File Browser Command Execution Vulnerability Allows Unauthorized File Access

A vulnerability in File Browser version 2.32.0 allows users with command execution permissions to run shell commands that bypass file access restrictions. This could lead to unauthorized read and write access to all files managed by the server, including sensitive database files containing password hashes. The vulnerability arises because executed commands have full access to the application's file scope, regardless of the user's assigned permissions. Exploitation is possible by any user with the 'Execute Commands' permission and allowed commands.

Impact

Exploitation of this vulnerability could result in unauthorized access to all files managed by the application, including those outside the user's assigned scope. Additionally, it allows access to the File Browser database file, which contains password hashes for all accounts. This could enable an attacker to perform an offline dictionary attack on user passwords, although the use of bcrypt hashing provides some level of protection. Furthermore, write access to the database could allow an attacker to change password hashes, impersonating any user, including administrators.

Reproduction

To reproduce this vulnerability, first, ensure that a user account has the 'Execute Commands' permission enabled.

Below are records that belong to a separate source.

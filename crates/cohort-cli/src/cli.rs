//! CLI argument definitions for the cohort pipeline.

use std::path::PathBuf;

use chrono::NaiveDate;
use clap::{Parser, Subcommand, ValueEnum};
use clap_verbosity_flag::{Verbosity, WarnLevel};
use colorchoice_clap::Color;

#[derive(Parser)]
#[command(
    name = "cohort",
    version,
    about = "Patient-record cleaning and cohort-linkage pipeline",
    long_about = "Clean raw patient, condition, observation, medication, and encounter\n\
                  tables against the SNOMED/LOINC/RXNORM reference dictionaries and link\n\
                  every table to the validated patient cohort.\n\n\
                  The patient stage must run (and persist its output) before any linker\n\
                  stage; `run` executes all five in order."
)]
pub struct Cli {
    #[command(subcommand)]
    pub command: Command,

    /// Adjust log verbosity (-v for debug, -vv for trace, -q for errors only).
    #[command(flatten)]
    pub verbosity: Verbosity<WarnLevel>,

    /// Control ANSI color output (auto, always, never).
    #[command(flatten)]
    pub color: Color,

    /// Log output format (pretty for human, json for machine parsing).
    #[arg(
        long = "log-format",
        value_enum,
        default_value = "pretty",
        global = true
    )]
    pub log_format: LogFormatArg,

    /// Write logs to a file instead of stderr.
    #[arg(long = "log-file", value_name = "PATH", global = true)]
    pub log_file: Option<PathBuf>,
}

#[derive(Subcommand)]
pub enum Command {
    /// Run all five stages: patients, then the four linkers.
    Run(StageArgs),

    /// Clean the raw patient table into valid/excluded partitions.
    Patients(StageArgs),

    /// Link conditions to the persisted cohort (SNOMED-validated).
    Conditions(StageArgs),

    /// Link observations to the persisted cohort (LOINC-validated).
    Observations(StageArgs),

    /// Link medications to the persisted cohort (RXNORM-validated).
    Medications(StageArgs),

    /// Link encounters to the persisted cohort.
    Encounters(StageArgs),
}

#[derive(Parser)]
pub struct StageArgs {
    /// Directory holding the raw tables and reference dictionaries.
    #[arg(long = "data-dir", value_name = "DIR", default_value = "data/original")]
    pub data_dir: PathBuf,

    /// Directory the cleaned tables are written to.
    #[arg(
        long = "output-dir",
        value_name = "DIR",
        default_value = "data/processed"
    )]
    pub output_dir: PathBuf,

    /// The "current date" for age derivation (YYYY-MM-DD).
    ///
    /// Ages are a function of this date, so pin it to make re-runs
    /// reproducible. Defaults to today.
    #[arg(long = "as-of", value_name = "DATE")]
    pub as_of: Option<NaiveDate>,

    /// Versioned hypertension cohort definition to carry through the run.
    #[arg(
        long = "hypertension-cohort",
        value_name = "VERSION",
        default_value = "v3-extended"
    )]
    pub hypertension_cohort: String,

    /// Explicit SNOMED codes overriding the versioned definition
    /// (repeatable).
    #[arg(long = "hypertension-code", value_name = "CODE")]
    pub hypertension_codes: Vec<String>,
}

/// CLI log format choices.
#[derive(Clone, Copy, ValueEnum)]
pub enum LogFormatArg {
    Pretty,
    Compact,
    Json,
}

Once logged in, execute a command that is permitted under the current user's scope. The command will run with the server process's user ID, bypassing scope restrictions, and can be used to access or modify files across all scopes, including extracting sensitive information from the File Browser database.

Remediation

Users are advised to disable the 'Execute Commands' feature for all accounts, as it is inherently risky and not required for most deployments. File Browser can be run from a distroless container image, which adds an extra layer of security by minimizing the available runtime environment.